Не лучше ли “отойти в сторону и замолчать”, — размышлял, прощаясь с профессией, Борис Кузьминский в памятной (еще 2006 года) передаче “Школа злословия”, — если “воздух вокруг, атмосфера заполнены ватой” и в литературе, где все цвело игрой и жизнью, расползлась пованивающая хтонь?
“Если критик начинает думать, как его “слово отзовется”, он уже не критик, а кто-то другой”, — парирует в новой (уже 2012 года) книге “Человек эпохи реализма” Павел Басинский. Тут же, впрочем, признаваясь: “Вот уже лет пять-шесть как я не считаю себя литературным критиком”, — то есть, увы, увы, признаваясь, что и сам он успел стать “кем-то другим”.

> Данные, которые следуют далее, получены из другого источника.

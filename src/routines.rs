use serde::{Deserialize, Serialize};
use std::{collections::BTreeMap, env, path::Path, path::PathBuf};
use tokio::fs;
use tracing::{error, info};

/// Split type → ordered routine names. Loaded once at startup and handed to
/// the client that populates the routine dropdown.
#[derive(Debug, Clone, PartialEq, Serialize, Deserialize)]
#[serde(transparent)]
pub struct RoutineOptions {
    splits: BTreeMap<String, Vec<String>>,
}

impl RoutineOptions {
    pub fn new(splits: BTreeMap<String, Vec<String>>) -> Self {
        Self { splits }
    }

    pub fn routines(&self, split_type: &str) -> &[String] {
        self.splits
            .get(split_type)
            .map(Vec::as_slice)
            .unwrap_or_default()
    }

    pub fn split_types(&self) -> impl Iterator<Item = &str> {
        self.splits.keys().map(String::as_str)
    }
}

impl Default for RoutineOptions {
    fn default() -> Self {
        let table: [(&str, &[&str]); 6] = [
            ("full_body", &["Full Body A", "Full Body B", "Full Body C"]),
            ("upper_lower", &["Upper A", "Lower A", "Upper B", "Lower B"]),
            ("push", &["Push Day A", "Push Day B"]),
            ("pull", &["Pull Day A", "Pull Day B"]),
            ("legs", &["Leg Day A", "Leg Day B"]),
            ("ab", &["A1", "B1", "A2", "B2"]),
        ];
        let splits = table
            .into_iter()
            .map(|(split, routines)| {
                (
                    split.to_string(),
                    routines.iter().map(|name| name.to_string()).collect(),
                )
            })
            .collect();
        Self { splits }
    }
}

pub fn resolve_routines_path() -> PathBuf {
    if let Ok(path) = env::var("WORKOUT_ROUTINES_PATH") {
        return PathBuf::from(path);
    }

    PathBuf::from("config/routines.json")
}

/// Reads the routine table; a missing or unreadable file yields the
/// built-in table.
pub async fn load_routine_options(path: &Path) -> RoutineOptions {
    match fs::read(path).await {
        Ok(bytes) => match serde_json::from_slice(&bytes) {
            Ok(options) => {
                info!("loaded routine options from {}", path.display());
                options
            }
            Err(err) => {
                error!("failed to parse routine options file: {err}");
                RoutineOptions::default()
            }
        },
        Err(err) if err.kind() == std::io::ErrorKind::NotFound => RoutineOptions::default(),
        Err(err) => {
            error!("failed to read routine options file: {err}");
            RoutineOptions::default()
        }
    }
}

Потому ли, что молодость прошла, или потому, что время, а с ним и литература переменились?
Верны, мне кажется, оба ответа.
Уже хотя бы в силу того, что первые годы новой (постсоветской? послетоталитарной?) России оказались либо стартовыми, либо, во всяком случае, решающими в судьбе целого поколения возмутительно молодых литературных критиков.
Это потом “считать мы стали раны, товарищей считать…”, и многих сегодня не досчитываемся. Ушли из жизни Александр Агеев, Петр Вайль, Александр Касымов, Михаил Новиков… По-прежнему плодотворно работают, но уж никак не в роли литературных критиков Александр Архангельский, Дмитрий Бавильский, Александр Генис, Никита Елисеев, Михаил Золотоносов, Андрей Зорин, Андрей Мальгин, Алексей Мокроусов, Дмитрий Ольшанский, Лев Пирогов, Владимир Потапов, Евгений Шкловский… Да и Владимира Новикова или Николая Александрова называть теперь критиками par excellence, пожалуй, остережешься1…
Все аналогии хромают, но рискну сказать: если хрущевская оттепель вытолкнула на освещенную авансцену, прежде всего, эстрадных поэтов и исповедальных прозаиков, то на перестройку, как это ни парадоксально, время ответило критиками.
Эка, скажут, метнул; ведь если судить по мощности “эха”2, по масштабу популярности и, соответственно, по масштабу воздействия на современников, то критики этого призыва и отдаленно недотягивают до пресловутых шестидесятников.
Оно так. Круг прилежных читателей тогдашних “Независимой” и “Литературной”, “Сегодня” и “Коммерсанта”, как и тогдашнего Интернета, где блистали Курицын и Кузьминский, — отнюдь не “вся Россия” и даже не “Политехнический — моя Россия”.
Но установки те же.
На мобильность и быстроту реакции, в разы опережающей естественный ход литературных событий и как бы даже забегающей поперед батьки со своим мнением, за вкус которого никто не ручался, зато можно было гарантировать, что горячо будет.
На летучесть высказывания, так что критики, уже тогда взрослые (и я в их числе) разумно винили младших товарищей в легковесности, втайне, впрочем, завидуя и их подростково наглой самоуверенности, и их уменью менять одну маску на другую, и их легкому дыханию3.
На карнавальную полемичность — с той лишь разницей, что собачились они, по преимуществу, не с реальными идеологическими противниками, как шестидесятники, а все больше друг с другом, в пределах своей, как потом скажут, тусовки4.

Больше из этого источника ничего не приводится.